En 2013 partió a Londres. Allá postuló al banco japonés Nomura, para ser coordinadora entre inversionistas internacionales y compañías niponas. Mientras en la institución revisaban su historia profesional -proceso que para los japoneses es exhaustivo y tarda al menos un mes-, Mariko Sano buscó de nuevo a la cocina. En la capital inglesa trabajó en un restaurante japonés organizando eventos –desde venta de ramen a ferias de animé- y luego fue ayudante de una japonesa que daba clases de comida tradicional. También aprovechó de mirar los platos de otras culturas: aprendió de comida india, árabe, italiana. Cuando del banco le dieron el sí, puso en pausa todo este mundo gastronómico.
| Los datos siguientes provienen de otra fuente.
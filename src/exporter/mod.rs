//! Exporters turning a route list into API-client artifacts.
//!
//! Every exporter takes `(routes, base_url, env_label)` and produces a self-contained
//! document. URLs are `base_url` joined with the route path, with every placeholder
//! replaced by an example token; body-carrying methods get an example JSON payload
//! built from the route's body fields.
//!
//! # Supported Formats
//!
//! - **Postman**: v2.1 collection, see [`postman::generate_postman_collection`]
//! - **Insomnia**: v4 export, see [`insomnia::generate_insomnia_export`]
//! - **HTTPie**: desktop collection, see [`httpie::generate_httpie_export`]
//! - **cURL**: bash script or Markdown, see [`curl`]

pub mod curl;
pub mod httpie;
pub mod insomnia;
pub mod postman;

use crate::error::Result;
use crate::matcher::join_base;
use crate::route::Route;
use crate::serializer::serialize_json;
use clap::ValueEnum;
use once_cell::sync::Lazy;
use regex::{Captures, Regex};
use serde_json::{Map, Value};

/// Placeholder syntaxes: `:id`, `{id}`, `{id:\d+}`, `{id?}`, `<int:id>`, `<id>`, `*path`.
static PLACEHOLDER: Lazy<Regex> = Lazy::new(|| {
    Regex::new(r"<(?:[^:<>]+:)?(\w+)>|\{(\w+)\??(?::[^}]*)?\}|:(\w+)|\*(\w+)")
        .expect("placeholder expression is valid")
});

/// Output format options
#[derive(Debug, Clone, Copy, PartialEq, Eq, ValueEnum)]
pub enum ExportFormat {
    /// Postman collection (JSON)
    Postman,
    /// Insomnia export (JSON)
    Insomnia,
    /// HTTPie collection (JSON)
    Httpie,
    /// Bash script of curl commands
    Curl,
    /// Markdown document with curl examples
    Markdown,
    /// The raw route list (JSON)
    Json,
}

impl ExportFormat {
    /// Renders `routes` in this format.
    pub fn render(&self, routes: &[Route], base_url: &str, env_label: &str) -> Result<String> {
        let content = match self {
            ExportFormat::Postman => serialize_json(&postman::generate_postman_collection(
                routes, base_url, env_label,
            ))?,
            ExportFormat::Insomnia => serialize_json(&insomnia::generate_insomnia_export(
                routes, base_url, env_label,
            ))?,
            ExportFormat::Httpie => serialize_json(&httpie::generate_httpie_export(
                routes, base_url, env_label,
            ))?,
            ExportFormat::Curl => curl::generate_curl_script(routes, base_url, env_label),
            ExportFormat::Markdown => curl::generate_curl_markdown(routes, base_url),
            ExportFormat::Json => serialize_json(routes)?,
        };
        Ok(content)
    }
}

/// Example token for a placeholder: `1` for id-like names, `example` otherwise.
pub fn example_value(name: &str) -> &'static str {
    // `user_id` and camelCase `userId` count, words such as `paid` do not
    let id_like = name.eq_ignore_ascii_case("id")
        || name.to_lowercase().ends_with("_id")
        || name.ends_with("Id")
        || name.ends_with("ID");
    if id_like {
        "1"
    } else {
        "example"
    }
}

/// Replaces every placeholder in `path` with an example token.
pub fn substitute_placeholders(path: &str) -> String {
    PLACEHOLDER
        .replace_all(path, |caps: &Captures| {
            let name = (1..=4)
                .find_map(|i| caps.get(i))
                .map(|m| m.as_str())
                .unwrap_or_default();
            example_value(name).to_string()
        })
        .into_owned()
}

/// Full example URL: `base_url` joined with the substituted path.
pub fn example_url(base_url: &str, path: &str) -> String {
    join_base(base_url.trim(), &substitute_placeholders(path))
}

/// Example URL including a query string built from the route's query keys.
pub fn example_url_with_query(base_url: &str, route: &Route) -> String {
    let url = example_url(base_url, &route.path);
    if route.query.is_empty() {
        return url;
    }
    let query: Vec<String> = route
        .query
        .iter()
        .map(|key| format!("{}={}", key, example_value(key)))
        .collect();
    format!("{}?{}", url, query.join("&"))
}

/// JSON object with one example string per body field, in field order.
pub fn example_body(fields: &[String]) -> Value {
    let mut object = Map::new();
    for field in fields {
        object.insert(field.clone(), Value::String("example".to_string()));
    }
    Value::Object(object)
}

/// Pretty-printed example payload for a route, if its method carries a body.
pub fn example_payload(route: &Route) -> Option<String> {
    if !route.method.carries_body() {
        return None;
    }
    serde_json::to_string_pretty(&example_body(&route.body)).ok()
}

/// Display name for a route, e.g. `GET /users/:id`.
pub fn route_name(route: &Route) -> String {
    format!("{} {}", route.method, route.path)
}

#[cfg(test)]
mod tests {
    use super::*;
    use crate::route::HttpMethod;

    #[test]
    fn test_substitute_all_placeholder_styles() {
        assert_eq!(substitute_placeholders("/users/:id"), "/users/1");
        assert_eq!(substitute_placeholders("/users/{id}/posts/{slug}"), "/users/1/posts/example");
        assert_eq!(substitute_placeholders("/users/<int:user_id>/"), "/users/1/");
        assert_eq!(substitute_placeholders("/files/{path:.*}"), "/files/example");
        assert_eq!(substitute_placeholders("/users/{id?}"), "/users/1");
        assert_eq!(substitute_placeholders("/static/*filepath"), "/static/example");
        assert_eq!(substitute_placeholders("/orgs/{orgId}"), "/orgs/1");
        assert_eq!(substitute_placeholders("/plain"), "/plain");
    }

    #[test]
    fn test_example_value_id_detection() {
        assert_eq!(example_value("id"), "1");
        assert_eq!(example_value("user_id"), "1");
        assert_eq!(example_value("userId"), "1");
        assert_eq!(example_value("paid"), "example");
        assert_eq!(example_value("name"), "example");
    }

    #[test]
    fn test_example_url_joins_base() {
        assert_eq!(example_url("http://localhost:3000", "/users/:id"), "http://localhost:3000/users/1");
        assert_eq!(example_url("http://localhost:8000/", "users/"), "http://localhost:8000/users/");
        assert_eq!(example_url("", "/users"), "/users");
    }

    #[test]
    fn test_query_string() {
        let mut route = Route::new("/products", HttpMethod::Get);
        route.query = vec!["page".to_string(), "size".to_string()];

        assert_eq!(
            example_url_with_query("http://api", &route),
            "http://api/products?page=example&size=example"
        );
    }

    #[test]
    fn test_payload_only_for_body_methods() {
        let mut post = Route::new("/users", HttpMethod::Post);
        post.body = vec!["name".to_string(), "email".to_string()];
        let get = Route::new("/users", HttpMethod::Get);

        let payload = example_payload(&post).unwrap();
        assert!(payload.contains("\"name\": \"example\""));
        assert!(payload.contains("\"email\""));
        assert!(example_payload(&get).is_none());
        assert_eq!(example_payload(&Route::new("/x", HttpMethod::Put)).unwrap(), "{}");
    }

    #[test]
    fn test_render_json_route_list() {
        let routes = vec![Route::new("/users", HttpMethod::Get)];

        let json = ExportFormat::Json.render(&routes, "http://api", "dev").unwrap();

        assert!(json.contains("\"path\": \"/users\""));
        assert!(json.contains("\"method\": \"GET\""));
    }
}
//! Plugin definitions and the registry the extraction pass reads from.
//!
//! A plugin is a declarative rule set describing how route declarations look in
//! one source ecosystem. Plugins are plain data: the matcher only interprets their
//! capture-group conventions, so adding a framework never means adding code.
//!
//! # Example
//!
//! ```no_run
//! use routes_from_source::plugin::{get_plugin, loader::PluginStore};
//! use std::path::PathBuf;
//!
//! let report = PluginStore::load_with_builtins(&[PathBuf::from("./plugins")]);
//! let express = get_plugin(&report.registry, "express").unwrap();
//! println!("{} handles {:?}", express.name, express.extensions);
//! ```

pub mod builtin;
pub mod loader;

use crate::error::{Error, Result};
use crate::route::HttpMethod;
use log::debug;
use regex::Regex;
use std::collections::{BTreeMap, BTreeSet};
use std::path::Path;

/// Default number of lines after a route declaration searched for query/body hints.
pub const DEFAULT_WINDOW_LINES: usize = 30;

/// A validated, compiled plugin.
#[derive(Debug, Clone)]
pub struct Plugin {
    /// Unique lower-case key
    pub name: String,
    pub description: String,
    /// Dot-prefixed, lower-case file suffixes; never empty
    pub extensions: Vec<String>,
    /// Extraction rules, applied in declaration order; never empty
    pub patterns: Vec<Pattern>,
    /// Optional expression whose group 1 is a path prefix for later declarations
    pub base_regex: Option<Regex>,
    /// Expressions whose group 1 is a query key
    pub query_regex: Vec<Regex>,
    /// Expressions whose group 1 is a body field
    pub body_regex: Vec<Regex>,
    /// Size of the query/body search window, in lines
    pub window_lines: usize,
}

impl Plugin {
    /// Parse and validate a plugin from YAML source.
    ///
    /// Individually broken patterns are dropped (and logged) as long as at least one
    /// pattern survives.
    pub fn from_yaml(source: &str) -> Result<Self> {
        let mut warnings = Vec::new();
        loader::load_from_str(source, Path::new("<inline>"), &mut warnings)
    }

    /// Whether the file's name ends with one of this plugin's extensions.
    pub fn handles(&self, path: &Path) -> bool {
        let file_name = match path.file_name() {
            Some(name) => name.to_string_lossy().to_lowercase(),
            None => return false,
        };
        self.extensions.iter().any(|ext| file_name.ends_with(ext.as_str()))
    }
}

/// One regex-based extraction rule.
#[derive(Debug, Clone)]
pub struct Pattern {
    /// Fixed verb; `None` means the verb is captured from the match
    pub method: Option<HttpMethod>,
    pub route_regex: Regex,
    /// Applied to the path; group 1 of every match is a placeholder name
    pub param_regex: Option<Regex>,
    /// Explicit capture group holding the method token
    pub method_group: Option<usize>,
    /// Explicit capture group holding the path template
    pub path_group: Option<usize>,
    /// Verb used when the method group did not take part in a match
    pub default_method: Option<HttpMethod>,
}

impl Pattern {
    /// Capture group carrying the method token, if any.
    ///
    /// With no fixed method and at least two groups, group 1 is the method by convention.
    pub fn method_group(&self) -> Option<usize> {
        if self.method.is_some() {
            return None;
        }
        self.method_group
            .or_else(|| (self.route_regex.captures_len() > 2).then_some(1))
    }

    /// Capture group carrying the path. Defaults to the last group, or the whole
    /// match for an expression without groups.
    pub fn path_group(&self) -> usize {
        self.path_group
            .unwrap_or_else(|| self.route_regex.captures_len().saturating_sub(1))
    }
}

/// Name-keyed set of plugins, built once per run and read-only afterwards.
///
/// Iteration is in name order, which keeps auto-mode output stable between runs.
#[derive(Debug, Clone, Default)]
pub struct PluginRegistry {
    plugins: BTreeMap<String, Plugin>,
}

impl PluginRegistry {
    /// Create an empty registry
    pub fn new() -> Self {
        Self::default()
    }

    /// Build a registry from already validated plugins; the first plugin with a given
    /// name wins.
    pub fn from_plugins(plugins: impl IntoIterator<Item = Plugin>) -> Self {
        let mut registry = Self::new();
        for plugin in plugins {
            registry.insert(plugin);
        }
        registry
    }

    /// Registers the plugin unless its name is already taken. Returns whether it was added.
    pub(crate) fn insert(&mut self, plugin: Plugin) -> bool {
        if self.plugins.contains_key(&plugin.name) {
            debug!("Plugin '{}' already registered, keeping the first one", plugin.name);
            return false;
        }
        self.plugins.insert(plugin.name.clone(), plugin);
        true
    }

    pub fn get(&self, name: &str) -> Result<&Plugin> {
        get_plugin(self, name)
    }

    pub fn contains(&self, name: &str) -> bool {
        self.plugins.contains_key(&name.trim().to_lowercase())
    }

    pub fn len(&self) -> usize {
        self.plugins.len()
    }

    pub fn is_empty(&self) -> bool {
        self.plugins.is_empty()
    }

    pub fn iter(&self) -> impl Iterator<Item = &Plugin> {
        self.plugins.values()
    }

    pub fn names(&self) -> impl Iterator<Item = &str> {
        self.plugins.keys().map(String::as_str)
    }

    /// Every plugin claiming the file's extension, in name order.
    pub fn plugins_for(&self, path: &Path) -> Vec<&Plugin> {
        self.plugins.values().filter(|p| p.handles(path)).collect()
    }

    /// Union of all registered extensions.
    pub fn extensions(&self) -> BTreeSet<String> {
        self.plugins
            .values()
            .flat_map(|p| p.extensions.iter().cloned())
            .collect()
    }
}

/// Look up a plugin by name.
///
/// # Errors
///
/// Returns [`Error::PluginNotFound`] when `name` is empty or not registered.
pub fn get_plugin<'a>(registry: &'a PluginRegistry, name: &str) -> Result<&'a Plugin> {
    let key = name.trim().to_lowercase();
    if key.is_empty() {
        return Err(Error::PluginNotFound(String::new()));
    }
    registry
        .plugins
        .get(&key)
        .ok_or_else(|| Error::PluginNotFound(name.to_string()))
}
No lo sabía, pero Londres le cambiaría la vida. Allá conoció al chileno René Jáuregui, quien estudiaba inglés. "Nos pusimos a pololear", cuenta Mariko, quien hoy ya habla castellano y hasta con giros chilenos. En 2015 a ella se le terminó el contrato en el banco y la pareja decidió venirse a Chile. "Así que antes pasé por Japón; tenía que explicar a mi papá y mi mamá que quería vivir en Chile", dice. Ese mismo año se instalaron en Santiago y luego, mientras el esposo debía viajar con frecuencia por trabajo a las mineras del norte, vino todo eso que ella prefiere recordar en cámara rápida, sin detenerse: la incomunicación, el miedo de salir a la calle, la alergia por los plátanos orientales, el clima que le secaba la piel, el viaje de sanación a Osaka, el regreso a la capital chilena y esa pregunta que le daría un nuevo aire.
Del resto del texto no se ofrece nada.